News: Bridge to the future under construction in central Iraq
Story by Sgt. David Scott
SALMAN PAK, Iraq — Soldiers with the 250th Engineer Company (Multi-Role Bridge), 367th Engineer Battalion, 36th Engineer Brigade, operating under Joint Task Force Rugged and partnered with the 13th Sustainment Command (Expeditionary), initiated construction on a new bridge last month in central Iraq.
Col. Kent D. Savre, commander 36th Eng. Bde. and an Edina, Minn. native, led a tour of June 1, providing some of the first glimpses of the promising infrastructure project along the Tigris River.
The 250th MRBC is a specially trained engineer unit comprised of 180 Soldiers from the Connecticut Army National Guard. The unit's primary mission is to conduct water crossing and float bridge operations.
First Sgt. David Moorehead, first sergeant with the 250th MRBC, and a native of Gales Ferry, Conn., says the construction project is part of the peaceful transition of Iraqi infrastructure from military use to civilian use.
"We're replacing a bridge formerly here; a military foot bridge," he said. "This bridge will be turned over to the Iraqis and be able to be maintained by the Iraqis for many, many years to come."
Bridge construction requires a special team of Soldiers to get the job done, he said.
"The combination of skill sets, from bridge builders to mechanics to equipment operators, necessary to take on a project this size, work together, and make a big difference, is special," Mooreland said. "It takes so many people to work together to make it happen."
The bridge under construction at Salman Pak, at about 692 feet long, is one of the largest of the five bridges the 250th MRBC has constructed since arriving in theater early this year, he said.
"This bridge supports the local economy. As part of the agreement with the Government of Iraq, the U.S. Army is putting in a Mabey-Johnson float bridge to help sustain the economic system," said Capt. Chuck Taylor, commander of 250th MRBC and a Hamden, Conn., native.
The specific model used at Salman Pak, the Mabey-Johnson float bridge, is a civilian design from Mabey Bridge & Shore, Inc.
A Mabey-Johnson bridge is a floating panel bridge, set on pontoons that lock together, Taylor said.
According to Mabey Bridge & Shore, Inc., the individual pontoons of the bridge are 7 feet deep, 10 feet wide and can weigh up to 40,000 pounds.
The floating pontoons are positioned one-by-one by Army bridge engineers using small Army watercraft and then filled with soil before scuttling them into their respective positions.

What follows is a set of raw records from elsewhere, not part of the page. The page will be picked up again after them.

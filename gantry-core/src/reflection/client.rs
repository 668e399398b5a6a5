//! # Reflection Client
//!
//! A client for `grpc.reflection.v1` that builds a complete `FileDescriptorSet` for a
//! named symbol. It asks the server for the file containing the symbol, inspects the
//! imports of every file it receives, and keeps requesting missing files until the
//! whole dependency closure is collected. Files are deduplicated by name, so import
//! cycles terminate instead of expanding forever.
//!
//! ## References
//!
//! * [gRPC Server Reflection Protocol](https://github.com/grpc/grpc/blob/master/doc/server-reflection.md)
use crate::BoxError;
use futures_util::stream::once;
use http_body::Body as HttpBody;
use prost::Message;
use prost_types::{FileDescriptorProto, FileDescriptorSet};
use std::collections::{BTreeMap, HashSet};
use tokio::sync::mpsc;
use tokio_stream::wrappers::ReceiverStream;
use tonic::{Code, Status, Streaming, client::GrpcService, transport::Channel};
use tonic_reflection::pb::v1::{
    ServerReflectionRequest, ServerReflectionResponse,
    server_reflection_client::ServerReflectionClient, server_reflection_request::MessageRequest,
    server_reflection_response::MessageResponse,
};

/// Errors raised while resolving descriptors over the reflection sub-protocol.
#[derive(Debug, thiserror::Error)]
pub enum ResolveError {
    /// The endpoint does not expose reflection, or does not know the requested symbol.
    #[error("service '{0}' not found: the endpoint lacks reflection support or does not know the symbol")]
    ServiceNotFound(String),

    /// The reflection payload contained bytes that do not decode as a descriptor proto.
    #[error("malformed reflection response: {0}")]
    DescriptorParse(#[from] prost::DecodeError),

    /// The collected descriptor set was rejected when building a descriptor pool.
    #[error("invalid descriptor set: {0}")]
    InvalidDescriptorSet(#[from] prost_reflect::DescriptorError),

    #[error("reflection transport failure: '{0}'")]
    Transport(#[source] Status),

    #[error("reflection stream closed before resolution finished")]
    StreamClosed,

    #[error("internal error: failed to send a request on the reflection stream")]
    SendFailed,

    #[error("unexpected reflection response: {0}")]
    Protocol(String),
}

// The host field of reflection requests is undocumented and servers ignore it,
// so it is not surfaced to callers.
const EMPTY_HOST: &str = "";

/// A client for the gRPC Server Reflection Protocol.
#[derive(Debug, Clone)]
pub struct ReflectionClient<S = Channel> {
    inner: ServerReflectionClient<S>,
}

impl<S> ReflectionClient<S>
where
    S: GrpcService<tonic::body::Body>,
    S::Error: Into<BoxError>,
    S::ResponseBody: HttpBody<Data = tonic::codegen::Bytes> + Send + 'static,
    <S::ResponseBody as HttpBody>::Error: Into<BoxError> + Send,
{
    pub fn new(channel: S) -> Self {
        Self {
            inner: ServerReflectionClient::new(channel),
        }
    }

    /// Fetches the file containing `symbol` (e.g. `my.package.MyService`) plus the
    /// transitive closure of its imports, as one deduplicated `FileDescriptorSet`.
    pub async fn file_descriptor_set_by_symbol(
        &mut self,
        symbol: &str,
    ) -> Result<FileDescriptorSet, ResolveError> {
        let (tx, rx) = mpsc::channel(16);

        let mut responses = self
            .inner
            .server_reflection_info(ReceiverStream::new(rx))
            .await
            .map_err(|status| stream_init_error(status, symbol))?
            .into_inner();

        let initial = ServerReflectionRequest {
            host: EMPTY_HOST.to_string(),
            message_request: Some(MessageRequest::FileContainingSymbol(symbol.to_string())),
        };
        tx.send(initial).await.map_err(|_| ResolveError::SendFailed)?;

        let files = collect_files(&mut responses, tx, symbol).await?;
        tracing::debug!(symbol, files = files.len(), "assembled file descriptor set");

        Ok(FileDescriptorSet {
            file: files.into_values().collect(),
        })
    }

    /// Lists all services exposed by the server.
    pub async fn list_services(&mut self) -> Result<Vec<String>, ResolveError> {
        let request = ServerReflectionRequest {
            host: EMPTY_HOST.to_string(),
            message_request: Some(MessageRequest::ListServices(String::new())),
        };

        let mut responses = self
            .inner
            .server_reflection_info(once(async { request }))
            .await
            .map_err(ResolveError::Transport)?
            .into_inner();

        let response = responses
            .message()
            .await
            .map_err(ResolveError::Transport)?
            .ok_or(ResolveError::StreamClosed)?;

        match response.message_response {
            Some(MessageResponse::ListServicesResponse(list)) => {
                Ok(list.service.into_iter().map(|s| s.name).collect())
            }
            Some(MessageResponse::ErrorResponse(e)) => Err(ResolveError::Protocol(format!(
                "server returned reflection error code {}: {}",
                e.error_code, e.error_message
            ))),
            other => Err(unexpected(other)),
        }
    }
}

fn stream_init_error(status: Status, symbol: &str) -> ResolveError {
    // An endpoint without the reflection service answers the very first frame
    // with UNIMPLEMENTED.
    if status.code() == Code::Unimplemented {
        ResolveError::ServiceNotFound(symbol.to_string())
    } else {
        ResolveError::Transport(status)
    }
}

/// Drains the reflection stream, requesting every not-yet-seen dependency of every
/// received file, until no request is outstanding.
async fn collect_files(
    responses: &mut Streaming<ServerReflectionResponse>,
    requests: mpsc::Sender<ServerReflectionRequest>,
    symbol: &str,
) -> Result<BTreeMap<String, FileDescriptorProto>, ResolveError> {
    let mut collected: BTreeMap<String, FileDescriptorProto> = BTreeMap::new();
    let mut requested: HashSet<String> = HashSet::new();
    let mut outstanding = 1usize;

    while outstanding > 0 {
        let response = responses
            .message()
            .await
            .map_err(|status| stream_error(status, symbol))?
            .ok_or(ResolveError::StreamClosed)?;

        outstanding -= 1;

        let payload = match response.message_response {
            Some(MessageResponse::FileDescriptorResponse(payload)) => payload,
            Some(MessageResponse::ErrorResponse(e)) => {
                return Err(if e.error_code == Code::NotFound as i32 {
                    ResolveError::ServiceNotFound(symbol.to_string())
                } else {
                    ResolveError::Protocol(format!(
                        "server returned reflection error code {}: {}",
                        e.error_code, e.error_message
                    ))
                });
            }
            other => return Err(unexpected(other)),
        };

        for raw in payload.file_descriptor_proto {
            let file = FileDescriptorProto::decode(raw.as_ref())?;
            let Some(name) = file.name.clone() else {
                return Err(ResolveError::Protocol(
                    "received a file descriptor without a name".to_string(),
                ));
            };
            if collected.contains_key(&name) {
                continue;
            }

            for dependency in &file.dependency {
                if !collected.contains_key(dependency) && requested.insert(dependency.clone()) {
                    let request = ServerReflectionRequest {
                        host: EMPTY_HOST.to_string(),
                        message_request: Some(MessageRequest::FileByFilename(dependency.clone())),
                    };
                    requests
                        .send(request)
                        .await
                        .map_err(|_| ResolveError::SendFailed)?;
                    outstanding += 1;
                }
            }

            collected.insert(name, file);
        }
    }

    Ok(collected)
}

fn stream_error(status: Status, symbol: &str) -> ResolveError {
    if status.code() == Code::NotFound {
        ResolveError::ServiceNotFound(symbol.to_string())
    } else {
        ResolveError::Transport(status)
    }
}

fn unexpected(response: Option<MessageResponse>) -> ResolveError {
    match response {
        Some(other) => ResolveError::Protocol(format!("unexpected response type: {other:?}")),
        None => ResolveError::Protocol("empty reflection response".to_string()),
    }
}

"The old bridge we removed, a Russian float bridge, is one the military uses and is actually a temporary bridge designed to be in for several months to support military traffic. The Mabey-Johnson bridge is more of a long-term solution," Taylor said.
The construction of the bridge at Salman Pak is more than just physical infrastructure since it helps to build Iraqi civil governance capacity as well, he said.
"Right now I have five Iraqi field engineers here," Taylor said. "They've been helping us throughout our schedule. What we're providing them is not only a long-term bridge, but a bridge they can take care of themselves."
Taylor said he considers his company's construction project a worthwhile endeavor.
"Being able to put a bridge in like this to support the local population as we do a drawdown of U.S. forces is a very satisfying experience," he said. "We see the local population on a daily basis and they travel back and forth across the river. They go into the village nearby. They sell produce. They buy produce. Being able to provide something like this, knowing it will be here for a number of years, is very satisfying."